Reproduce the records exactly through the line with "impl<T: Clone> RingBuffer<T>".
+++ Extracted material +++
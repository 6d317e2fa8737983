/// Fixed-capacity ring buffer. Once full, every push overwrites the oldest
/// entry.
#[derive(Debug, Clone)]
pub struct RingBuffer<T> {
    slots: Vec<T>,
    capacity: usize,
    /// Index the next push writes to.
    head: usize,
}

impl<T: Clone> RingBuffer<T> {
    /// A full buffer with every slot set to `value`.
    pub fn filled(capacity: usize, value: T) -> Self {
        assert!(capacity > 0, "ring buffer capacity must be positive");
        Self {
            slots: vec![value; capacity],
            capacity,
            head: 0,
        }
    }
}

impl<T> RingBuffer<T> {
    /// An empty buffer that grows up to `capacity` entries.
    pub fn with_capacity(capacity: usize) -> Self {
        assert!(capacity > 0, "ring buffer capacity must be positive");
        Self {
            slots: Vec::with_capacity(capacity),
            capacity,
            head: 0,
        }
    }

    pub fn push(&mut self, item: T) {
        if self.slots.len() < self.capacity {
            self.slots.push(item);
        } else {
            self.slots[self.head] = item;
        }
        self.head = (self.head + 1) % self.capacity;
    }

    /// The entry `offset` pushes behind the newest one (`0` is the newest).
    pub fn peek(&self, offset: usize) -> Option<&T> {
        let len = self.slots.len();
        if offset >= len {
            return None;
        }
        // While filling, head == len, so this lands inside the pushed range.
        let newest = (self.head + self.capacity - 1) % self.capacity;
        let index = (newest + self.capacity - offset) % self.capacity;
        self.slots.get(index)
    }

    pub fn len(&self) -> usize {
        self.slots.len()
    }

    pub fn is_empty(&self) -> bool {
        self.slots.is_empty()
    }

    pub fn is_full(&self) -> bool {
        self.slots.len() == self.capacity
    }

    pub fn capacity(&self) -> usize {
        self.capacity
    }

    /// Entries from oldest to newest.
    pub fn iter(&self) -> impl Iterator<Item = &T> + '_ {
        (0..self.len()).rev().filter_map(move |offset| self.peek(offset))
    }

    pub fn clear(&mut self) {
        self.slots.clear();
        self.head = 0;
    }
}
+++
- **Output for this exercise**:
repository 6d317e2fa8737983
/// Fixed-capacity ring buffer. Once full, every push overwrites the oldest
/// entry.
#[derive(Debug, Clone)]
pub struct RingBuffer<T> {
    slots: Vec<T>,
    capacity: usize,
    /// Index the next push writes to.
    head: usize,
}

impl<T: Clone> RingBuffer<T> {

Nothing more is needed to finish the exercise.